Terkadang sebuah pesan email tersumbat di "sistem" dan tidak terkirim selama berjam-jam atau terkadang bahkan berhari-hari sejak dikirim. Anda mengharapkan pengiriman hampir seketika, tetapi itu tidak selalu terjadi. Cap tanggal dan waktu yang akurat dapat meringankan sebagian dari masalah ini. Namun, penting juga untuk mempertimbangkan zona waktu server email dan seberapa bodoh mekanisme pengirimannya.

Pertimbangan

Email dirancang untuk meningkatkan komunikasi dengan membuatnya lebih cepat dan lebih tepat sasaran. Tetapi mencetak pesan email di printer perusahaan mengalahkan tujuan ini. Kantor "tanpa kertas" tidak akan berfungsi jika terlalu banyak karyawan yang bersikeras menyimpan file kertas dari semua pesan email yang mereka kirim atau terima.

Peringatan

Email memudahkan Anda untuk malas.

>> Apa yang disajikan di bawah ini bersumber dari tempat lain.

use bigdecimal::BigDecimal;
use num_bigint::BigInt;
use serde::{Deserialize, Serialize};

use crate::units::{bigint_str, bigint_vec_str};

// ---------------------------------------------------------------------------
// Enums
// ---------------------------------------------------------------------------

/// Which price source last served a token's USD quote. Observability only;
/// correctness never depends on the tag.
#[derive(Debug, Clone, Copy, PartialEq, Eq, Serialize, Deserialize)]
#[serde(rename_all = "snake_case")]
pub enum PriceSourceKind {
    ProtocolOracle,
    AggregatorFeed,
    LensOracle,
    CurveCalculations,
    SushiCalculations,
    CurveRouter,
    UniswapRouter,
    SushiRouter,
    /// Every source was exhausted; the quote is zero.
    None,
}

impl std::fmt::Display for PriceSourceKind {
    fn fmt(&self, f: &mut std::fmt::Formatter<'_>) -> std::fmt::Result {
        let s = match self {
            PriceSourceKind::ProtocolOracle => "protocol_oracle",
            PriceSourceKind::AggregatorFeed => "aggregator_feed",
            PriceSourceKind::LensOracle => "lens_oracle",
            PriceSourceKind::CurveCalculations => "curve_calculations",
            PriceSourceKind::SushiCalculations => "sushi_calculations",
            PriceSourceKind::CurveRouter => "curve_router",
            PriceSourceKind::UniswapRouter => "uniswap_router",
            PriceSourceKind::SushiRouter => "sushi_router",
            PriceSourceKind::None => "none",
        };
        write!(f, "{s}")
    }
}

#[derive(Debug, Clone, Copy, PartialEq, Eq, Serialize, Deserialize)]
#[serde(rename_all = "snake_case")]
pub enum PoolState {
    Initialized,
    Finalized,
    Deactivated,
}

/// Selects which loan event ABI variant applies to a loan contract.
#[derive(Debug, Clone, Copy, PartialEq, Eq, Serialize, Deserialize)]
#[serde(rename_all = "lowercase")]
pub enum LoanVersion {
    V1,
    V2,
    V3,
}

impl std::fmt::Display for LoanVersion {
    fn fmt(&self, f: &mut std::fmt::Formatter<'_>) -> std::fmt::Result {
        let s = match self {
            LoanVersion::V1 => "v1",
            LoanVersion::V2 => "v2",
            LoanVersion::V3 => "v3",
        };
        write!(f, "{s}")
    }
}

/// Which side of the market a reward distributor pays out to.
#[derive(Debug, Clone, Copy, PartialEq, Eq, Serialize, Deserialize)]
#[serde(rename_all = "snake_case")]
pub enum RewardSide {
    Lp,
    Stake,
}

#[derive(Debug, Clone, Copy, PartialEq, Eq, Serialize, Deserialize)]
#[serde(rename_all = "snake_case")]
pub enum SnapshotInterval {
    Daily,
    Hourly,
}

impl SnapshotInterval {
    pub fn seconds(self) -> u64 {
        match self {
            SnapshotInterval::Daily => crate::config::SEC_PER_DAY,
            SnapshotInterval::Hourly => crate::config::SEC_PER_HOUR,
        }
    }
}

impl std::fmt::Display for SnapshotInterval {
    fn fmt(&self, f: &mut std::fmt::Formatter<'_>) -> std::fmt::Result {
        match self {
            SnapshotInterval::Daily => write!(f, "daily"),
            SnapshotInterval::Hourly => write!(f, "hourly"),
        }
    }
}

// ---------------------------------------------------------------------------
// Tokens
// ---------------------------------------------------------------------------

#[derive(Debug, Clone, Serialize, Deserialize)]
pub struct Token {
    pub id: String,
    pub symbol: String,
    /// Drives the fixed-point scaling of every USD conversion for this token.
    pub decimals: u32,
    pub last_price_usd: BigDecimal,
    pub last_price_source: PriceSourceKind,
}

#[derive(Debug, Clone, Serialize, Deserialize)]
pub struct RewardToken {
    pub id: String,
    pub token: String,
    pub reward_type: String,
}

// ---------------------------------------------------------------------------
// Market
// ---------------------------------------------------------------------------

/// One per lending pool. Created on first observation of the pool's event
/// stream, mutated on every relevant event, never deleted.
///
/// Raw counters are kept in native token units; the USD mirrors are fully
/// recomputed from them on every tick so a later price correction corrects
/// the whole history of the USD view.
#[derive(Debug, Clone, Serialize, Deserialize)]
pub struct Market {
    pub id: String,
    pub name: String,
    pub is_active: bool,
    pub can_borrow_from: bool,
    pub input_token: String,
    pub output_token: String,
    /// Parallel to `reward_token_emissions_amount` / `_usd`.
    pub reward_tokens: Vec<String>,

    // Instantaneous / cumulative USD views
    pub total_value_locked_usd: BigDecimal,
    pub total_deposit_balance_usd: BigDecimal,
    pub cumulative_deposit_usd: BigDecimal,
    pub total_borrow_balance_usd: BigDecimal,
    pub cumulative_borrow_usd: BigDecimal,
    pub cumulative_liquidate_usd: BigDecimal,
    pub input_token_price_usd: BigDecimal,
    pub output_token_price_usd: BigDecimal,
    /// `input_token_balance / output_token_supply` once supply > 0; before
    /// that, the WAD-derived initial rate.
    pub exchange_rate: BigDecimal,
    #[serde(with = "bigint_vec_str")]
    pub reward_token_emissions_amount: Vec<BigInt>,
    pub reward_token_emissions_usd: Vec<BigDecimal>,

    // Raw counters (native units of the input token unless noted)
    #[serde(with = "bigint_str")]
    pub input_token_balance: BigInt,
    /// Pool share tokens, WAD-scaled.
    #[serde(with = "bigint_str")]
    pub output_token_supply: BigInt,
    #[serde(with = "bigint_str")]
    pub cumulative_deposit: BigInt,
    #[serde(with = "bigint_str")]
    pub cumulative_withdraw: BigInt,
    #[serde(with = "bigint_str")]
    pub total_borrow_balance: BigInt,
    #[serde(with = "bigint_str")]
    pub cumulative_borrow: BigInt,
    #[serde(with = "bigint_str")]
    pub cumulative_pool_default: BigInt,
    #[serde(with = "bigint_str")]
    pub cumulative_collateral_liquidation: BigInt,
    #[serde(with = "bigint_str")]
    pub cumulative_interest: BigInt,
    #[serde(with = "bigint_str")]
    pub cumulative_interest_claimed: BigInt,

    // Revenue split, raw + USD
    #[serde(with = "bigint_str")]
    pub supplier_revenue: BigInt,
    pub supplier_revenue_usd: BigDecimal,
    #[serde(with = "bigint_str")]
    pub delegate_revenue: BigInt,
    pub delegate_revenue_usd: BigDecimal,
    #[serde(with = "bigint_str")]
    pub treasury_revenue: BigInt,
    pub treasury_revenue_usd: BigDecimal,
    pub supply_side_revenue_usd: BigDecimal,
    pub protocol_side_revenue_usd: BigDecimal,
    pub total_revenue_usd: BigDecimal,

    // Back-references
    pub pool_factory: String,
    pub delegate: String,
    pub stake_locker: String,
    pub reward_schedule_lp: Option<String>,
    pub reward_schedule_stake: Option<String>,

    pub created_timestamp: u64,
    pub created_block_number: u64,
}

// ---------------------------------------------------------------------------
// Market snapshots
// ---------------------------------------------------------------------------

/// Time-bucketed view of one market, keyed `"{market_id}-{bucket}"` where
/// `bucket = timestamp / interval_seconds`. Daily and hourly snapshots share
/// this shape and live in separate keyed maps.
///
/// Average fields hold the windowed average of the market's instantaneous
/// value over the ticks seen in the bucket; `period_*` fields are deltas
/// against the `initial_*` baselines captured when the bucket was first seen.
#[derive(Debug, Clone, Serialize, Deserialize)]
pub struct MarketSnapshot {
    pub id: String,
    pub market: String,
    pub interval: SnapshotInterval,
    pub block_number: u64,
    /// Rounded down to the start of the bucket.
    pub timestamp: u64,
    /// Number of ticks folded into the averages so far.
    pub tx_count: u64,

    pub total_value_locked_usd: BigDecimal,
    pub total_deposit_balance_usd: BigDecimal,
    pub cumulative_deposit_usd: BigDecimal,
    pub cumulative_borrow_usd: BigDecimal,
    pub cumulative_liquidate_usd: BigDecimal,
    #[serde(with = "bigint_str")]
    pub input_token_balance: BigInt,
    pub input_token_price_usd: BigDecimal,
    #[serde(with = "bigint_str")]
    pub output_token_supply: BigInt,
    pub output_token_price_usd: BigDecimal,
    pub exchange_rate: BigDecimal,

    #[serde(with = "bigint_vec_str")]
    pub reward_token_emissions_amount: Vec<BigInt>,
    pub reward_token_emissions_usd: Vec<BigDecimal>,

    pub period_deposit_usd: BigDecimal,
    pub period_borrow_usd: BigDecimal,
    pub period_liquidate_usd: BigDecimal,

    pub initial_deposit_usd: BigDecimal,
    pub initial_borrow_usd: BigDecimal,
    pub initial_liquidate_usd: BigDecimal,
}

// ---------------------------------------------------------------------------
// Protocol
// ---------------------------------------------------------------------------

/// Process-wide singleton. Every field is folded from market-level deltas,
/// never recomputed by re-summing all markets.
#[derive(Debug, Clone, Serialize, Deserialize)]
pub struct Protocol {
    pub id: String,
    pub name: String,
    pub slug: String,
    pub network: String,
    /// Fraction of each drawdown routed to the treasury.
    pub treasury_fee: BigDecimal,

    pub total_value_locked_usd: BigDecimal,
    pub total_deposit_balance_usd: BigDecimal,
    pub cumulative_deposit_usd: BigDecimal,
    pub total_borrow_balance_usd: BigDecimal,
    pub cumulative_borrow_usd: BigDecimal,
    pub cumulative_liquidate_usd: BigDecimal,
    pub cumulative_supply_side_revenue_usd: BigDecimal,
    pub cumulative_protocol_side_revenue_usd: BigDecimal,
    pub cumulative_total_revenue_usd: BigDecimal,
}

impl Protocol {
    /// The singleton, seeded from the protocol constants. Owned by the replay
    /// loop and threaded through every aggregator call; a copy is published
    /// to the store after each event for the query surface.
    pub fn new() -> Self {
        use num_traits::Zero;
        Self {
            id: crate::config::PROTOCOL_ID.to_string(),
            name: crate::config::PROTOCOL_NAME.to_string(),
            slug: crate::config::PROTOCOL_SLUG.to_string(),
            network: crate::config::PROTOCOL_NETWORK.to_string(),
            // 0.5% of every drawdown goes to the treasury.
            treasury_fee: BigDecimal::new(BigInt::from(5), 3),
            total_value_locked_usd: BigDecimal::zero(),
            total_deposit_balance_usd: BigDecimal::zero(),
            cumulative_deposit_usd: BigDecimal::zero(),
            total_borrow_balance_usd: BigDecimal::zero(),
            cumulative_borrow_usd: BigDecimal::zero(),
            cumulative_liquidate_usd: BigDecimal::zero(),
            cumulative_supply_side_revenue_usd: BigDecimal::zero(),
            cumulative_protocol_side_revenue_usd: BigDecimal::zero(),
            cumulative_total_revenue_usd: BigDecimal::zero(),
        }
    }
}

impl Default for Protocol {
    fn default() -> Self {
        Self::new()
    }
}

/// Daily protocol-level financial snapshot, keyed by day number.
#[derive(Debug, Clone, Serialize, Deserialize)]
pub struct FinancialsDailySnapshot {
    pub id: String,
    pub protocol: String,
    pub block_number: u64,
    pub timestamp: u64,
    pub tx_count: u64,

    pub total_value_locked_usd: BigDecimal,
    pub total_deposit_balance_usd: BigDecimal,
    pub total_borrow_balance_usd: BigDecimal,

    pub cumulative_deposit_usd: BigDecimal,
    pub cumulative_borrow_usd: BigDecimal,
    pub cumulative_liquidate_usd: BigDecimal,
    pub cumulative_supply_side_revenue_usd: BigDecimal,
    pub cumulative_protocol_side_revenue_usd: BigDecimal,
    pub cumulative_total_revenue_usd: BigDecimal,

    pub daily_supply_side_revenue_usd: BigDecimal,
    pub daily_protocol_side_revenue_usd: BigDecimal,
    pub daily_total_revenue_usd: BigDecimal,
    pub daily_deposit_usd: BigDecimal,
    pub daily_borrow_usd: BigDecimal,
    pub daily_liquidate_usd: BigDecimal,

    pub initial_supply_side_revenue_usd: BigDecimal,
    pub initial_protocol_side_revenue_usd: BigDecimal,
    pub initial_total_revenue_usd: BigDecimal,
    pub initial_deposit_usd: BigDecimal,
    pub initial_borrow_usd: BigDecimal,
    pub initial_liquidate_usd: BigDecimal,
}

// ---------------------------------------------------------------------------
// Reward schedule
// ---------------------------------------------------------------------------

/// Mirror of one on-chain reward distributor's accrual parameters.
#[derive(Debug, Clone, Serialize, Deserialize)]
pub struct RewardSchedule {
    pub id: String,
    pub market: String,
    pub side: RewardSide,
    pub stake_token: String,
    pub reward_token: String,
    #[serde(with = "bigint_str")]
    pub reward_rate_per_second: BigInt,
    pub reward_duration_sec: u64,
    pub period_finished_timestamp: u64,
    #[serde(with = "bigint_str")]
    pub reward_token_emission_amount_per_day: BigInt,
    pub reward_token_emissions_usd_per_day: BigDecimal,
    pub creation_block: u64,
    /// At-most-once-per-block idempotency guard for `schedule_tick`.
    pub last_updated_block: u64,
}

// ---------------------------------------------------------------------------
// Stake locker
// ---------------------------------------------------------------------------

/// One per staking contract backing a market. Balance and loss/interest
/// counters are denominated in the pool's input token.
#[derive(Debug, Clone, Serialize, Deserialize)]
pub struct StakeLocker {
    pub id: String,
    pub market: String,
    pub stake_token: String,
    #[serde(with = "bigint_str")]
    pub stake_token_balance_in_pool_input_tokens: BigInt,
    #[serde(with = "bigint_str")]
    pub cumulative_stake_default_in_pool_input_tokens: BigInt,
    #[serde(with = "bigint_str")]
    pub cumulative_interest_in_pool_input_tokens: BigInt,
    /// Stake-token units burned to cover defaults.
    #[serde(with = "bigint_str")]
    pub cumulative_losses: BigInt,

    pub staked_balance_usd: BigDecimal,
    pub cumulative_losses_usd: BigDecimal,
    pub cumulative_interest_usd: BigDecimal,
    /// Interest earned by stakers; feeds the market's supply-side revenue.
    pub revenue_usd: BigDecimal,

    pub last_updated_block: u64,
    pub creation_timestamp: u64,
    pub creation_block: u64,
}

// ---------------------------------------------------------------------------
// Loan
// ---------------------------------------------------------------------------

#[derive(Debug, Clone, Serialize, Deserialize)]
pub struct Loan {
    pub id: String,
    pub market: String,
    pub version: LoanVersion,
    #[serde(with = "bigint_str")]
    pub amount_funded: BigInt,
    #[serde(with = "bigint_str")]
    pub drawn_down: BigInt,
    #[serde(with = "bigint_str")]
    pub principal_paid: BigInt,
    #[serde(with = "bigint_str")]
    pub interest_paid: BigInt,
    #[serde(with = "bigint_str")]
    pub default_suffered: BigInt,
    pub creation_timestamp: u64,
    pub creation_block: u64,
}

// ---------------------------------------------------------------------------
// Account position
// ---------------------------------------------------------------------------

/// Per (account, market) position, keyed `"{account}-{market_id}"`.
/// Losses accrue unrecognized and are realized at withdrawal time.
#[derive(Debug, Clone, Serialize, Deserialize)]
pub struct AccountMarket {
    pub id: String,
    pub account: String,
    pub market: String,
    #[serde(with = "bigint_str")]
    pub recognized_losses: BigInt,
    #[serde(with = "bigint_str")]
    pub unrecognized_losses: BigInt,
}

// ---------------------------------------------------------------------------
// Pool factory
// ---------------------------------------------------------------------------

#[derive(Debug, Clone, Serialize, Deserialize)]
pub struct PoolFactory {
    pub id: String,
    pub creation_timestamp: u64,
    pub creation_block_number: u64,
}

Meskipun ada efisiensi yang jelas bisa diperoleh dengan menggunakan email, pastikan tim penjualan Anda tidak menggunakan email sebagai penopang. Tidak ada yang lebih dari pertemuan langsung yang hangat untuk menutup penjualan atau membuat promosi yang menarik kepada calon pelanggan.

Wawasan Ahli

Seperti halnya staf penjualan harus secara pribadi berada di depan pelanggan, manajer juga perlu berhubungan secara pribadi dengan karyawan, catat Shawn Smith dari Next Level Consulting, konsultan untuk bisnis yang berkembang di New York. Terlalu mudah bagi manajer untuk duduk di kantor tertutup dan mengirim email kepada karyawan tanpa berbicara langsung dengan mereka. Komunikasi email yang paling singkat pun perlu diklarifikasi oleh beberapa karyawan.